• WHAT THE TASK REQUIRES
Below are the entries; tally the lines holding the string "reqwest" and give only that figure.

[Records contained in a dataset]

+ + +

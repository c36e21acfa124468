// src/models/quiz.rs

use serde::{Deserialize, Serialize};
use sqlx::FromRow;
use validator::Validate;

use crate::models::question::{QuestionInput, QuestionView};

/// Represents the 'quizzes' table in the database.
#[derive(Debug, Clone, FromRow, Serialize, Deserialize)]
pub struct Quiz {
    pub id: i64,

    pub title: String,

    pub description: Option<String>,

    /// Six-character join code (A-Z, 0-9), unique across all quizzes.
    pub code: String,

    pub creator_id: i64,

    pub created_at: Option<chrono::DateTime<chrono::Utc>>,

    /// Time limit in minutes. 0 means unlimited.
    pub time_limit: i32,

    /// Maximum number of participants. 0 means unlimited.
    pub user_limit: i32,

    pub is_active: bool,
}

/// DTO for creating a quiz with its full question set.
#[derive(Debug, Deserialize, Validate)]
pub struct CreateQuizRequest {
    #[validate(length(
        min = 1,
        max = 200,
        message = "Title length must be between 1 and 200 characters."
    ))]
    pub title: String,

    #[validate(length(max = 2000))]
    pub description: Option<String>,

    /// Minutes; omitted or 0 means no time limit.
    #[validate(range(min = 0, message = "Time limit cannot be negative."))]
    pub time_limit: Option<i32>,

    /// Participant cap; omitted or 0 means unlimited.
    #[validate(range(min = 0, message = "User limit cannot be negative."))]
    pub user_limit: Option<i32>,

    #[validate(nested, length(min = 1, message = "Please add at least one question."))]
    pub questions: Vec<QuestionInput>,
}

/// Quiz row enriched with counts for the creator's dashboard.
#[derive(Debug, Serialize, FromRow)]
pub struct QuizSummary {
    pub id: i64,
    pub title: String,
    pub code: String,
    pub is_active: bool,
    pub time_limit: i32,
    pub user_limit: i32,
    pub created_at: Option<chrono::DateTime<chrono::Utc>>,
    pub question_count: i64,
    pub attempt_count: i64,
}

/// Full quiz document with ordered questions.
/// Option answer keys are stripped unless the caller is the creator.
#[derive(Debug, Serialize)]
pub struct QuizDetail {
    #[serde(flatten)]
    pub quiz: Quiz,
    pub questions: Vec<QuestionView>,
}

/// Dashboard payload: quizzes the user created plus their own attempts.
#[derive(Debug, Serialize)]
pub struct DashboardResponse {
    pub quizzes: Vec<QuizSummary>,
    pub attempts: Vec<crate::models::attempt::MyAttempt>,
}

+ + +

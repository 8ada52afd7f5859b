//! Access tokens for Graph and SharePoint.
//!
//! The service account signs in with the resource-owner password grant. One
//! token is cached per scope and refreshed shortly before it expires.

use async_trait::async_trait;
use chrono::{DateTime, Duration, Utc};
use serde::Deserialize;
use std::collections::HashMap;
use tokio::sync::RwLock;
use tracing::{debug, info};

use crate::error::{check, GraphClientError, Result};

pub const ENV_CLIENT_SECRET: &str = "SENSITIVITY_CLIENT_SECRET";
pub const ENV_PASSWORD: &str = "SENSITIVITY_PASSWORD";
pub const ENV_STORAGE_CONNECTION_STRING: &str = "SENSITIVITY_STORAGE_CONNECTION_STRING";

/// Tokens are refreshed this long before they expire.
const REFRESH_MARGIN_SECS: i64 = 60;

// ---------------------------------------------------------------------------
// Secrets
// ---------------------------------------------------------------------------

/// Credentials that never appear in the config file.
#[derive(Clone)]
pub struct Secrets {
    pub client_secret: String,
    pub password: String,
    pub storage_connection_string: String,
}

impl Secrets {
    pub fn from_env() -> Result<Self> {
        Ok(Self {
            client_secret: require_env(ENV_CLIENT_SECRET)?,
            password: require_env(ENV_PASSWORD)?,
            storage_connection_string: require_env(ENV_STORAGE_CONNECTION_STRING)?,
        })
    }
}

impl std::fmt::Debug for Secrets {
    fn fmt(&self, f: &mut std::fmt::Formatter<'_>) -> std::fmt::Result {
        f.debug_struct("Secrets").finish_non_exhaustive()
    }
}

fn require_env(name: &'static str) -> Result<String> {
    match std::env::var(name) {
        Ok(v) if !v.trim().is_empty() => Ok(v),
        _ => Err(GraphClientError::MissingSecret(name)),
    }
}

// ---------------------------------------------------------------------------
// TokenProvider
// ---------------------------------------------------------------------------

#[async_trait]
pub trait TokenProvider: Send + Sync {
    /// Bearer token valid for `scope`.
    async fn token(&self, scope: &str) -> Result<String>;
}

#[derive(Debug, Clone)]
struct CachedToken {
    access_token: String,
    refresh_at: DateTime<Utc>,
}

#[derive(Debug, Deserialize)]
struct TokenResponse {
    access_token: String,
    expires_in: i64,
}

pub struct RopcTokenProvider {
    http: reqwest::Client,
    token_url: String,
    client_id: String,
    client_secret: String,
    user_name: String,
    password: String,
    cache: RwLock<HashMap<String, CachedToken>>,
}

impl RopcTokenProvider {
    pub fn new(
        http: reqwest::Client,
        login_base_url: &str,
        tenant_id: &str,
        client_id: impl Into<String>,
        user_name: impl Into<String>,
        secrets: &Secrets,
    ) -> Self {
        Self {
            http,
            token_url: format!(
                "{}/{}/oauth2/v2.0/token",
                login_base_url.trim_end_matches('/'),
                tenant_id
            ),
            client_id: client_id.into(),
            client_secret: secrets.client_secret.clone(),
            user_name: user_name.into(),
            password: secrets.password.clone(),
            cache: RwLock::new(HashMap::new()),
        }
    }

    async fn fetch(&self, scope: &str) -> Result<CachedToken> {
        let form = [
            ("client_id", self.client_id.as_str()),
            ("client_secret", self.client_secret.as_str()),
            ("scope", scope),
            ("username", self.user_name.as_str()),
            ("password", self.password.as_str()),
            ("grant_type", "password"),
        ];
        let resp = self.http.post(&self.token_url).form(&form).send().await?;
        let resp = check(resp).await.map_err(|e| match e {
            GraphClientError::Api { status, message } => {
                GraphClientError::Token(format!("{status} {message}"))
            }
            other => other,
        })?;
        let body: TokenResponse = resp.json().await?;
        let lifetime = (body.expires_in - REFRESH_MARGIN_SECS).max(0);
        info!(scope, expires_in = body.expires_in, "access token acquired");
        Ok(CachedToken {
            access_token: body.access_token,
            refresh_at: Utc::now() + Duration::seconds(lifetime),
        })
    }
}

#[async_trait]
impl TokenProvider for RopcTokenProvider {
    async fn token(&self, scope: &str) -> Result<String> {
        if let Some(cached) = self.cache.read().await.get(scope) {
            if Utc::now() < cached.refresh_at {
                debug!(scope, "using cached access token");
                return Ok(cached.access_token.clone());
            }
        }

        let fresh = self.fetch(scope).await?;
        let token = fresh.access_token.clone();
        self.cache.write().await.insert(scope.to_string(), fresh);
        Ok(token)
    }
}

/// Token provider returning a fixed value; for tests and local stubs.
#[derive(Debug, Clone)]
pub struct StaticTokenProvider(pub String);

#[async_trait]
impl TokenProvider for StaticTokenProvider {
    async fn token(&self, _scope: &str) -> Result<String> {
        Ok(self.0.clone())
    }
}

+ + +

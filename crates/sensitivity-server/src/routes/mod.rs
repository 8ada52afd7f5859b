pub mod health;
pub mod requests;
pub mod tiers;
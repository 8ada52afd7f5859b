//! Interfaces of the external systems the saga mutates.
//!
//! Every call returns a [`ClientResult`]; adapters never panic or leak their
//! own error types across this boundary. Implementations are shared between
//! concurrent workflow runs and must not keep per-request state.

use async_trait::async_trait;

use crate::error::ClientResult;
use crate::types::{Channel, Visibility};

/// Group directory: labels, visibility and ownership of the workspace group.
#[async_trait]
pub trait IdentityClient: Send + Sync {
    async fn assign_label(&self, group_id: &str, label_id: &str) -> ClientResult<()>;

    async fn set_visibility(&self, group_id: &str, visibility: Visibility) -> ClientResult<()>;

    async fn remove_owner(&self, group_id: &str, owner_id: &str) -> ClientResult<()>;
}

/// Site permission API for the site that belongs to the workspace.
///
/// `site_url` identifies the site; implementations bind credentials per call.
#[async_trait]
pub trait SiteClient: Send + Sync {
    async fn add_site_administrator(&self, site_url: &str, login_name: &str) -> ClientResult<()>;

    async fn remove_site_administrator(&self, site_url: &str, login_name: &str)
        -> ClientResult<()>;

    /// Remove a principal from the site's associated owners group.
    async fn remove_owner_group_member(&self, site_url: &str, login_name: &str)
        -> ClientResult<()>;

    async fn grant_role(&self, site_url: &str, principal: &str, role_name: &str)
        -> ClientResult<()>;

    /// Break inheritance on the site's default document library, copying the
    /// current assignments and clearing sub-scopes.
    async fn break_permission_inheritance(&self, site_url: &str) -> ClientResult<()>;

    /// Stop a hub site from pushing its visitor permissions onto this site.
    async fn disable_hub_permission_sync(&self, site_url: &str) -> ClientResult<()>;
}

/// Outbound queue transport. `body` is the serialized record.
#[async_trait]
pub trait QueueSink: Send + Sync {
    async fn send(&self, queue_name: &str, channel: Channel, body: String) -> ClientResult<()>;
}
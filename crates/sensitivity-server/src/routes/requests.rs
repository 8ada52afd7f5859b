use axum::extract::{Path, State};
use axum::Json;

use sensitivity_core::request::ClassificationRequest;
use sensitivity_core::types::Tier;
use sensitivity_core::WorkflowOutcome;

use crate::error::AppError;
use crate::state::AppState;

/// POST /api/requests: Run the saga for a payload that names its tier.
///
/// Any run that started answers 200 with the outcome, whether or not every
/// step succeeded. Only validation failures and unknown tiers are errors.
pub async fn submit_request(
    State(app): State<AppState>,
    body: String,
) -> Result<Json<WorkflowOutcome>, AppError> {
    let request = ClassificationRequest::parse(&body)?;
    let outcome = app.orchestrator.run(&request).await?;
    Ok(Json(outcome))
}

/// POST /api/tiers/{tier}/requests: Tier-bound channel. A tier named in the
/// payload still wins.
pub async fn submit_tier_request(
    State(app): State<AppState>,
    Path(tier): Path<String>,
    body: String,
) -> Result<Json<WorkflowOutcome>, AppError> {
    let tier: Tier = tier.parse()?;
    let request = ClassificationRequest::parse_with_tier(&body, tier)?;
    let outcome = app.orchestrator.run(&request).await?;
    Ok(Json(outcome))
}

+ + +

• SOLUTION TO THIS EXERCISE
2